'Tis the season to indulge. With all the parties and family gatherings, it's easy to lose track of how much we're consuming, including the amount of sodium we ingest. While sodium is an essential nutrient required for nerve and muscle function and maintaining fluid balance in the body, too much can lead to issues such as high blood pressure, stroke, heart disease and kidney disease.
The recommended intake, known as the Adequate Intake (AI), for sodium is 1500 mg a day for healthy adults and between 1000-1500 mg a day for healthy children. The Tolerable Upper Intake Level (UL) or amount to try and not go above, is 2300 mg a day for healthy adults, which is equal to one teaspoon of salt. However, according to Health Canada, most Canadians consume over 3400 mg of sodium per day, that's more than double the amount we need.

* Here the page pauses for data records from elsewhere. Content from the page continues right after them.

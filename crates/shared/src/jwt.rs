//! RS256 access tokens.
//!
//! A [`TokenService`] owns the process-wide RSA key pair: the private key
//! signs tokens at login and the public key verifies them on every
//! authenticated request. Tokens carry the user id and the set of
//! [`Permission`]s granted, and always expire [`TOKEN_TTL_SECS`] after issue.

use chrono::{DateTime, Utc};
use jsonwebtoken::{decode, encode, Algorithm, DecodingKey, EncodingKey, Header, Validation};
use serde::{Deserialize, Serialize};
use std::collections::BTreeSet;
use std::fmt;
use std::path::Path;
use std::sync::Arc;
use thiserror::Error;

/// Lifetime of an issued token (30 minutes).
pub const TOKEN_TTL_SECS: i64 = 30 * 60;

/// Authorization scheme expected in the `Authorization` header.
pub const BEARER_PREFIX: &str = "Bearer ";

/// Error type for JWT operations.
#[derive(Debug, Error)]
pub enum JwtError {
    #[error("Failed to encode token: {0}")]
    EncodingError(String),

    #[error("Failed to decode token: {0}")]
    DecodingError(String),

    #[error("Token has expired")]
    TokenExpired,

    #[error("Invalid token")]
    InvalidToken,

    #[error("Missing authorization header")]
    MissingAuthorization,

    #[error("Authorization header must use the Bearer scheme")]
    MalformedAuthorization,

    #[error("Invalid key: {0}")]
    InvalidKey(String),

    #[error("Failed to read key file {path}: {reason}")]
    KeyFile { path: String, reason: String },
}

/// A capability granted by a token.
#[derive(Debug, Clone, Copy, PartialEq, Eq, PartialOrd, Ord, Hash, Serialize, Deserialize)]
#[serde(rename_all = "snake_case")]
pub enum Permission {
    GetProfile,
    UpdateProfile,
}

impl Permission {
    pub fn as_str(&self) -> &'static str {
        match self {
            Permission::GetProfile => "get_profile",
            Permission::UpdateProfile => "update_profile",
        }
    }

    /// Every permission; a successful login grants all of them.
    pub fn all() -> BTreeSet<Permission> {
        BTreeSet::from([Permission::GetProfile, Permission::UpdateProfile])
    }
}

impl fmt::Display for Permission {
    fn fmt(&self, f: &mut fmt::Formatter<'_>) -> fmt::Result {
        write!(f, "{}", self.as_str())
    }
}

/// JWT token claims.
#[derive(Debug, Clone, PartialEq, Eq, Serialize, Deserialize)]
pub struct Claims {
    pub user_id: i64,
    pub permissions: BTreeSet<Permission>,
    /// Issued at (Unix timestamp)
    pub iat: i64,
    /// Expiration time (Unix timestamp)
    pub exp: i64,
}

/// Source of the current time for token issue and expiry checks.
pub trait Clock: Send + Sync {
    fn now(&self) -> DateTime<Utc>;
}

/// Wall-clock time.
#[derive(Debug, Clone, Copy, Default)]
pub struct SystemClock;

impl Clock for SystemClock {
    fn now(&self) -> DateTime<Utc> {
        Utc::now()
    }
}

/// Issues and verifies RS256-signed access tokens.
#[derive(Clone)]
pub struct TokenService {
    encoding_key: EncodingKey,
    decoding_key: DecodingKey,
    clock: Arc<dyn Clock>,
}

impl fmt::Debug for TokenService {
    fn fmt(&self, f: &mut fmt::Formatter<'_>) -> fmt::Result {
        f.debug_struct("TokenService")
            .field("algorithm", &Algorithm::RS256)
            .field("ttl_secs", &TOKEN_TTL_SECS)
            .field("encoding_key", &"[REDACTED]")
            .field("decoding_key", &"[REDACTED]")
            .finish()
    }
}

impl TokenService {
    /// Creates a TokenService from an RSA key pair in PEM format (PKCS#1 or PKCS#8).
    pub fn from_pem(private_key_pem: &str, public_key_pem: &str) -> Result<Self, JwtError> {
        let encoding_key = EncodingKey::from_rsa_pem(private_key_pem.as_bytes())
            .map_err(|e| JwtError::InvalidKey(format!("Invalid private key: {}", e)))?;

        let decoding_key = DecodingKey::from_rsa_pem(public_key_pem.as_bytes())
            .map_err(|e| JwtError::InvalidKey(format!("Invalid public key: {}", e)))?;

        Ok(Self {
            encoding_key,
            decoding_key,
            clock: Arc::new(SystemClock),
        })
    }

    /// Loads the key pair from PEM files on disk.
    pub fn from_files(
        private_key_path: impl AsRef<Path>,
        public_key_path: impl AsRef<Path>,
    ) -> Result<Self, JwtError> {
        let private_key = read_key(private_key_path.as_ref())?;
        let public_key = read_key(public_key_path.as_ref())?;
        Self::from_pem(&private_key, &public_key)
    }

    /// Replaces the clock used for `iat`/`exp` and expiry checks.
    pub fn with_clock(mut self, clock: Arc<dyn Clock>) -> Self {
        self.clock = clock;
        self
    }

    /// Signs a token for `user_id` carrying `permissions`.
    pub fn issue(
        &self,
        user_id: i64,
        permissions: BTreeSet<Permission>,
    ) -> Result<String, JwtError> {
        let iat = self.clock.now().timestamp();
        let claims = Claims {
            user_id,
            permissions,
            iat,
            exp: iat + TOKEN_TTL_SECS,
        };

        encode(&Header::new(Algorithm::RS256), &claims, &self.encoding_key)
            .map_err(|e| JwtError::EncodingError(e.to_string()))
    }

    /// Verifies a raw token and returns its claims.
    ///
    /// The signature must be RS256 from our key pair and the token must not
    /// have reached its `exp` according to the service clock.
    pub fn verify(&self, token: &str) -> Result<Claims, JwtError> {
        let mut validation = Validation::new(Algorithm::RS256);
        // Expiry is checked against the injected clock below, without leeway.
        validation.validate_exp = false;
        validation.leeway = 0;

        let token_data = decode::<Claims>(token, &self.decoding_key, &validation).map_err(|e| {
            match e.kind() {
                jsonwebtoken::errors::ErrorKind::InvalidToken
                | jsonwebtoken::errors::ErrorKind::InvalidSignature
                | jsonwebtoken::errors::ErrorKind::InvalidAlgorithm => JwtError::InvalidToken,
                _ => JwtError::DecodingError(e.to_string()),
            }
        })?;

        if token_data.claims.exp <= self.clock.now().timestamp() {
            return Err(JwtError::TokenExpired);
        }

        Ok(token_data.claims)
    }

    /// Verifies the value of an `Authorization` header (`Bearer <token>`).
    pub fn verify_bearer(&self, header: Option<&str>) -> Result<Claims, JwtError> {
        let token = parse_bearer(header)?;
        self.verify(token)
    }
}

/// Extracts the token from an `Authorization` header value.
pub fn parse_bearer(header: Option<&str>) -> Result<&str, JwtError> {
    let header = header.ok_or(JwtError::MissingAuthorization)?;
    header
        .strip_prefix(BEARER_PREFIX)
        .map(str::trim)
        .filter(|token| !token.is_empty())
        .ok_or(JwtError::MalformedAuthorization)
}

/// Formats a token as an `Authorization` header value.
pub fn bearer(token: &str) -> String {
    format!("{}{}", BEARER_PREFIX, token)
}

fn read_key(path: &Path) -> Result<String, JwtError> {
    std::fs::read_to_string(path).map_err(|e| JwtError::KeyFile {
        path: path.display().to_string(),
        reason: e.to_string(),
    })
}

Although it may seem hard to stay on-track during the holidays, these 5 simple strategies can help you moderate your sodium intake.
1. Watch out for desserts. Baked goods, such as cakes, pies and cookies, can contribute a significant amount of salt to your diet. When visiting the sweets table at holiday gatherings, stick to smaller portions and go for fresh fruit to satisfy your sweet tooth.
2. Drink water throughout the day. By the time we're thirsty, we're already dehydrated. And if you're going for alcoholic beverages to quench your thirst, this can lead to further dehydration and a greater intake of calories -- not to mention that too much alcohol could raise your blood pressure. If you forget to drink water with all the running around happening leading up to the holidays, try having a large glass or two before each eating occasion.
3. Add veggies. Instead of filling up on proteins, starches and sauces that can be high in salt, such as ham, gravy and mashed potatoes, start by adding non-starchy veggies to half your plate. Good options include Brussels sprouts or carrots. You can still enjoy some of your holiday faves by keeping a quarter of your plate for protein and the other quarter for starch. In fact, veggies are a great way to add more potassium to your diet, a nutrient which helps maintain healthy blood pressure by increasing the amount of sodium we lose in our urine and decreasing tension in our blood vessel walls.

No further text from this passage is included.